GIVEN RECORDS:
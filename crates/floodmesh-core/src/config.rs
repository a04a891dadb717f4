//! Configuration system for floodmesh.
//!
//! Resolution order: environment variables → config file → defaults.
//!
//! Config file location:
//!   1. $FLOODMESH_CONFIG (explicit override)
//!   2. $XDG_CONFIG_HOME/floodmesh/config.toml
//!   3. ~/.config/floodmesh/config.toml

use serde::{Deserialize, Serialize};
use std::path::PathBuf;

/// Top-level configuration.
#[derive(Debug, Clone, Default, Serialize, Deserialize)]
#[serde(default)]
pub struct FloodmeshConfig {
    pub network: NetworkConfig,
    pub overlay: OverlayConfig,
    pub api: ApiConfig,
}

#[derive(Debug, Clone, Serialize, Deserialize)]
#[serde(default)]
pub struct NetworkConfig {
    /// TCP port to accept overlay connections on. 0 = OS-assigned.
    pub listen_port: u16,
    /// Local address to bind the listener to.
    pub bind_addr: String,
    /// Host part of this node's GID. Peers dial `advertise_host:listen_port`.
    ///
    /// Defaults to loopback. Set it to a routable address whenever nodes run
    /// on more than one host, otherwise a forwarded join request makes the
    /// admitting node dial its own loopback.
    pub advertise_host: String,
    /// Addresses to send a join request to at startup.
    pub bootstrap: Vec<String>,
    /// Seconds a fresh inbound connection may take to deliver its first frame.
    pub handshake_timeout_secs: u64,
}

#[derive(Debug, Clone, Serialize, Deserialize)]
#[serde(default)]
pub struct OverlayConfig {
    /// Losing a peer below this count issues a replacement join request.
    pub min_desired_peers: usize,
    /// Number of packet identities remembered for duplicate suppression.
    pub dedup_capacity: usize,
}

#[derive(Debug, Clone, Serialize, Deserialize)]
#[serde(default)]
pub struct ApiConfig {
    pub enabled: bool,
    /// Port of the local HTTP control API, bound on 127.0.0.1.
    pub port: u16,
}

// ── Defaults ──────────────────────────────────────────────────────────────────

impl Default for NetworkConfig {
    fn default() -> Self {
        Self {
            listen_port: 1234,
            bind_addr: "0.0.0.0".to_string(),
            advertise_host: "127.0.0.1".to_string(),
            bootstrap: Vec::new(),
            handshake_timeout_secs: 10,
        }
    }
}

impl Default for OverlayConfig {
    fn default() -> Self {
        Self {
            min_desired_peers: 2,
            dedup_capacity: 4096,
        }
    }
}

impl Default for ApiConfig {
    fn default() -> Self {
        Self {
            enabled: true,
            port: 9001,
        }
    }
}

// ── Path helpers ──────────────────────────────────────────────────────────────

pub fn config_dir() -> PathBuf {
    std::env::var("XDG_CONFIG_HOME")
        .map(PathBuf::from)
        .unwrap_or_else(|_| dirs_or_home().join(".config"))
        .join("floodmesh")
}

fn dirs_or_home() -> PathBuf {
    std::env::var("HOME")
        .map(PathBuf::from)
        .unwrap_or_else(|_| PathBuf::from("/tmp"))
}

// ── Errors ────────────────────────────────────────────────────────────────────

#[derive(Debug, thiserror::Error)]
pub enum ConfigError {
    #[error("failed to read {0}: {1}")]
    ReadFailed(PathBuf, std::io::Error),
    #[error("failed to parse {0}: {1}")]
    ParseFailed(PathBuf, toml::de::Error),
    #[error("failed to write {0}: {1}")]
    WriteFailed(PathBuf, std::io::Error),
    #[error("failed to serialize: {0}")]
    SerializeFailed(toml::ser::Error),
}

/// Written above the serialized defaults in a fresh config file.
const DEFAULT_FILE_HEADER: &str = "\
# floodmesh configuration.
#
# network.advertise_host is the host part of this node's GID and the address
# other nodes dial to reach it. The default 127.0.0.1 only works while every
# node runs on this machine: set it to a routable address for multi-host use.

";

// ── Loading ───────────────────────────────────────────────────────────────────

impl FloodmeshConfig {
    /// Load config: env vars → file → defaults.
    pub fn load() -> Result<Self, ConfigError> {
        let path = Self::file_path();
        let mut config = if path.exists() {
            let text = std::fs::read_to_string(&path)
                .map_err(|e| ConfigError::ReadFailed(path.clone(), e))?;
            Self::from_toml(&text).map_err(|e| ConfigError::ParseFailed(path.clone(), e))?
        } else {
            FloodmeshConfig::default()
        };
        config.apply_env_overrides(|key| std::env::var(key).ok());
        Ok(config)
    }

    pub fn from_toml(text: &str) -> Result<Self, toml::de::Error> {
        toml::from_str(text)
    }

    /// Config file path.
    pub fn file_path() -> PathBuf {
        std::env::var("FLOODMESH_CONFIG")
            .map(PathBuf::from)
            .unwrap_or_else(|_| config_dir().join("config.toml"))
    }

    /// Write default config if none exists. Returns the path.
    pub fn write_default_if_missing() -> Result<PathBuf, ConfigError> {
        let path = Self::file_path();
        if !path.exists() {
            if let Some(parent) = path.parent() {
                std::fs::create_dir_all(parent)
                    .map_err(|e| ConfigError::WriteFailed(path.clone(), e))?;
            }
            let text = toml::to_string_pretty(&FloodmeshConfig::default())
                .map_err(ConfigError::SerializeFailed)?;
            let text = format!("{DEFAULT_FILE_HEADER}{text}");
            std::fs::write(&path, text).map_err(|e| ConfigError::WriteFailed(path.clone(), e))?;
        }
        Ok(path)
    }

    /// Apply FLOODMESH_* overrides. `lookup` is `std::env::var` in
    /// production and a map in tests.
    pub fn apply_env_overrides(&mut self, lookup: impl Fn(&str) -> Option<String>) {
        if let Some(v) = lookup("FLOODMESH_NETWORK__LISTEN_PORT") {
            if let Ok(p) = v.parse() {
                self.network.listen_port = p;
            }
        }
        if let Some(v) = lookup("FLOODMESH_NETWORK__ADVERTISE_HOST") {
            self.network.advertise_host = v;
        }
        if let Some(v) = lookup("FLOODMESH_NETWORK__BOOTSTRAP") {
            self.network.bootstrap = v
                .split(',')
                .map(str::trim)
                .filter(|s| !s.is_empty())
                .map(str::to_string)
                .collect();
        }
        if let Some(v) = lookup("FLOODMESH_OVERLAY__MIN_DESIRED_PEERS") {
            if let Ok(n) = v.parse() {
                self.overlay.min_desired_peers = n;
            }
        }
        if let Some(v) = lookup("FLOODMESH_API__ENABLED") {
            self.api.enabled = v == "true" || v == "1";
        }
        if let Some(v) = lookup("FLOODMESH_API__PORT") {
            if let Ok(p) = v.parse() {
                self.api.port = p;
            }
        }
    }
}
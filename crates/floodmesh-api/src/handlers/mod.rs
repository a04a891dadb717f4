//! HTTP API handlers: exposes node state as JSON.

pub mod messages;
pub mod network;
pub mod status;

use axum::http::StatusCode;
use tokio::sync::{broadcast, oneshot, watch};

use floodmesh_core::PeerMeta;
use floodmesh_services::{ControlCommand, ControlSender, MessageStore};

#[derive(Clone)]
pub struct ApiState {
    /// Commands for the running node.
    pub control_tx: ControlSender,
    pub inbox: MessageStore,
    /// Local GID and connection count, updated on every membership change.
    pub local_meta: watch::Receiver<PeerMeta>,
    /// Signals graceful daemon shutdown.
    pub shutdown_tx: broadcast::Sender<()>,
}

// ── Shared helpers ────────────────────────────────────────────────────────────

pub type ApiError = (StatusCode, String);

/// Send a command to the node and wait for its answer.
async fn request<T>(
    state: &ApiState,
    build: impl FnOnce(oneshot::Sender<T>) -> ControlCommand,
) -> Result<T, ApiError> {
    let (reply, rx) = oneshot::channel();
    state.control_tx.send(build(reply)).await.map_err(|_| {
        (
            StatusCode::SERVICE_UNAVAILABLE,
            "node is not running".to_string(),
        )
    })?;
    rx.await.map_err(|_| {
        (
            StatusCode::SERVICE_UNAVAILABLE,
            "node dropped the request".to_string(),
        )
    })
}

// Re-export handler functions for use in router setup.
pub use messages::{handle_get_messages, handle_send_message};
pub use network::handle_enter_network;
pub use status::{handle_peers, handle_shutdown, handle_status};
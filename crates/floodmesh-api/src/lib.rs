pub mod handlers;

use axum::routing::{get, post};
use axum::Router;
use tower_http::cors::{Any, CorsLayer};

pub use handlers::ApiState;

pub fn router(state: ApiState) -> Router {
    let cors = CorsLayer::new()
        .allow_origin(Any)
        .allow_methods(Any)
        .allow_headers(Any);

    let api_routes = Router::new()
        .route("/status", get(handlers::handle_status))
        .route("/peers", get(handlers::handle_peers))
        .route("/messages", get(handlers::handle_get_messages))
        .route("/messages/send", post(handlers::handle_send_message))
        .route("/network/enter", post(handlers::handle_enter_network))
        .route("/daemon/shutdown", post(handlers::handle_shutdown))
        .with_state(state);

    Router::new().nest("/api", api_routes).layer(cors)
}

pub async fn serve(state: ApiState, port: u16) -> anyhow::Result<()> {
    let app = router(state);

    let listener = tokio::net::TcpListener::bind(format!("127.0.0.1:{}", port)).await?;
    tracing::info!(port, "API listening on 127.0.0.1");
    axum::serve(listener, app).await?;
    Ok(())
}
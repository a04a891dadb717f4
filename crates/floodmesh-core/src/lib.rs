//! floodmesh-core: packet model, wire format, and configuration.
//! All other floodmesh crates depend on this one.

pub mod config;
pub mod message;
pub mod wire;

pub use message::{fresh_timestamp, Carrier, Packet, PacketId, PacketType, PeerMeta};
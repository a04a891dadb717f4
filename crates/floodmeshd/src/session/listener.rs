//! Inbound connection listener.
//!
//! Every accepted socket gets its own handshake task; the listener never
//! reads from a connection itself.

use tokio::net::TcpListener;
use tokio::sync::broadcast;

use crate::node::Node;

use super::handshake;

pub struct Listener {
    node: Node,
    listener: TcpListener,
    shutdown: broadcast::Receiver<()>,
}

impl Listener {
    pub fn new(node: Node, listener: TcpListener, shutdown: broadcast::Receiver<()>) -> Self {
        Self {
            node,
            listener,
            shutdown,
        }
    }

    pub async fn run(mut self) {
        loop {
            tokio::select! {
                _ = self.shutdown.recv() => {
                    tracing::info!("listener shutting down");
                    return;
                }

                result = self.listener.accept() => {
                    let (stream, remote) = match result {
                        Ok(r) => r,
                        Err(e) => {
                            tracing::warn!(error = %e, "accept failed");
                            continue;
                        }
                    };
                    tracing::trace!(%remote, "connection accepted");
                    tokio::spawn(handshake::handle(self.node.clone(), stream, remote));
                }
            }
        }
    }
}
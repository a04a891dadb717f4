pub mod admission;
pub mod control;
pub mod dedup;
pub mod events;
pub mod framing;
pub mod membership;
pub mod message_store;
pub mod peer;

pub use admission::{route, Route};
pub use control::{control_channel, ControlCommand, ControlReceiver, ControlSender, Reply, SendReceipt};
pub use dedup::{DedupCache, SeenPackets};
pub use events::{NoopEvents, OverlayEvents};
pub use framing::{read_carrier, write_carrier, FrameError};
pub use membership::{AddOutcome, MembershipHandle, MembershipStore, RemoveOutcome, StoreError};
pub use message_store::{MessageStore, ReceivedMessage};
pub use peer::{Peer, PeerId, PeerReader, PeerSummary};
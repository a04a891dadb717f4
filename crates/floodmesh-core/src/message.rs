//! Overlay packet model.
//!
//! A `Packet` is what the overlay routes. A `Carrier` is what actually goes
//! on the wire: the packet plus the sender's current `PeerMeta`, so every
//! frame doubles as a load report and no separate heartbeat is needed.

use std::sync::atomic::{AtomicU64, Ordering};
use std::time::{SystemTime, UNIX_EPOCH};

use bytes::Bytes;
use serde::{Deserialize, Serialize};

use crate::wire::WireError;

/// Packet type discriminator.
#[derive(Debug, Clone, Copy, PartialEq, Eq, Hash, Serialize, Deserialize)]
#[repr(u8)]
pub enum PacketType {
    /// Application payload, flooded to every node.
    Message = 0,
    /// Join request, routed toward the least-loaded node.
    ConnReq = 1,
    /// Join acceptance, sent on the connection that becomes the peer link.
    ConnAck = 2,
    /// Empty packet. Exists only to carry fresh meta to neighbours.
    Blank = 3,
}

impl PacketType {
    /// Whether packets of this type go through the dedup-and-handle path.
    /// CONN_ACK and BLANK only refresh peer meta.
    pub fn is_routed(self) -> bool {
        matches!(self, PacketType::Message | PacketType::ConnReq)
    }
}

impl TryFrom<u8> for PacketType {
    type Error = WireError;

    fn try_from(value: u8) -> Result<Self, Self::Error> {
        match value {
            0 => Ok(PacketType::Message),
            1 => Ok(PacketType::ConnReq),
            2 => Ok(PacketType::ConnAck),
            3 => Ok(PacketType::Blank),
            other => Err(WireError::UnknownPacketType(other)),
        }
    }
}

impl From<PacketType> for u8 {
    fn from(t: PacketType) -> u8 {
        t as u8
    }
}

/// Stable identity of a packet for duplicate suppression.
///
/// BLAKE3 over `origin || 0x00 || timestamp`. Two packets with the same
/// origin and timestamp are the same logical packet regardless of payload.
#[derive(Debug, Clone, Copy, PartialEq, Eq, Hash)]
pub struct PacketId(pub [u8; 32]);

impl PacketId {
    /// First 8 bytes, hex encoded. Enough to tell packets apart in logs.
    pub fn short(&self) -> String {
        hex::encode(&self.0[..8])
    }
}

/// A routed unit of the overlay protocol. Immutable once built.
#[derive(Debug, Clone, PartialEq, Eq)]
pub struct Packet {
    pub kind: PacketType,
    /// GID of the node that created the packet. Empty for CONN_ACK.
    pub origin: String,
    /// Opaque to the overlay. Interpreted only by the application.
    pub payload: Bytes,
    /// Distinguishes packets from the same origin. See [`fresh_timestamp`].
    pub timestamp: String,
}

impl Packet {
    /// Application message from `origin`.
    pub fn message(origin: impl Into<String>, payload: impl Into<Bytes>) -> Self {
        Self {
            kind: PacketType::Message,
            origin: origin.into(),
            payload: payload.into(),
            timestamp: fresh_timestamp(),
        }
    }

    /// Join request on behalf of `origin`.
    pub fn conn_req(origin: impl Into<String>) -> Self {
        Self {
            kind: PacketType::ConnReq,
            origin: origin.into(),
            payload: Bytes::new(),
            timestamp: fresh_timestamp(),
        }
    }

    /// Join acceptance. The receiver identifies the sender by the carrier
    /// meta on the same connection, so no origin is set.
    pub fn conn_ack() -> Self {
        Self {
            kind: PacketType::ConnAck,
            origin: String::new(),
            payload: Bytes::new(),
            timestamp: fresh_timestamp(),
        }
    }

    /// Meta-only packet.
    pub fn blank(origin: impl Into<String>) -> Self {
        Self {
            kind: PacketType::Blank,
            origin: origin.into(),
            payload: Bytes::new(),
            timestamp: String::new(),
        }
    }

    pub fn id(&self) -> PacketId {
        let mut h = blake3::Hasher::new();
        h.update(self.origin.as_bytes());
        h.update(&[0u8]);
        h.update(self.timestamp.as_bytes());
        PacketId(*h.finalize().as_bytes())
    }
}

/// What a node says about itself on every frame it sends.
#[derive(Debug, Clone, Default, PartialEq, Eq, Serialize, Deserialize)]
pub struct PeerMeta {
    /// Number of peers the sender currently holds.
    pub connection_count: u32,
    /// The sender's listen address, used as its identity.
    pub gid: String,
}

impl PeerMeta {
    pub fn new(gid: impl Into<String>, connection_count: u32) -> Self {
        Self {
            connection_count,
            gid: gid.into(),
        }
    }
}

/// The only unit ever placed on the wire.
#[derive(Debug, Clone, PartialEq, Eq)]
pub struct Carrier {
    pub packet: Packet,
    pub meta: PeerMeta,
}

impl Carrier {
    pub fn new(packet: Packet, meta: PeerMeta) -> Self {
        Self { packet, meta }
    }
}

static STAMP_SEQ: AtomicU64 = AtomicU64::new(0);

/// Timestamp string that is distinct for every call within a process.
///
/// Format: `<unix-nanos>-<sequence>`. The sequence keeps two packets
/// created within the same clock tick apart.
pub fn fresh_timestamp() -> String {
    let nanos = SystemTime::now()
        .duration_since(UNIX_EPOCH)
        .map(|d| d.as_nanos())
        .unwrap_or(0);
    let seq = STAMP_SEQ.fetch_add(1, Ordering::Relaxed);
    format!("{nanos}-{seq}")
}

THE TASK: Return exactly the lines of the data, and only those, from the line with "sender currently holds." through the last line, inclusive.

YOUR RESPONSE:
    /// Number of peers the sender currently holds.
    pub connection_count: u32,
    /// The sender's listen address, used as its identity.
    pub gid: String,
}

impl PeerMeta {
    pub fn new(gid: impl Into<String>, connection_count: u32) -> Self {
        Self {
            connection_count,
            gid: gid.into(),
        }
    }
}

/// The only unit ever placed on the wire.
#[derive(Debug, Clone, PartialEq, Eq)]
pub struct Carrier {
    pub packet: Packet,
    pub meta: PeerMeta,
}

impl Carrier {
    pub fn new(packet: Packet, meta: PeerMeta) -> Self {
        Self { packet, meta }
    }
}

static STAMP_SEQ: AtomicU64 = AtomicU64::new(0);

/// Timestamp string that is distinct for every call within a process.
///
/// Format: `<unix-nanos>-<sequence>`. The sequence keeps two packets
/// created within the same clock tick apart.
pub fn fresh_timestamp() -> String {
    let nanos = SystemTime::now()
        .duration_since(UNIX_EPOCH)
        .map(|d| d.as_nanos())
        .unwrap_or(0);
    let seq = STAMP_SEQ.fetch_add(1, Ordering::Relaxed);
    format!("{nanos}-{seq}")
}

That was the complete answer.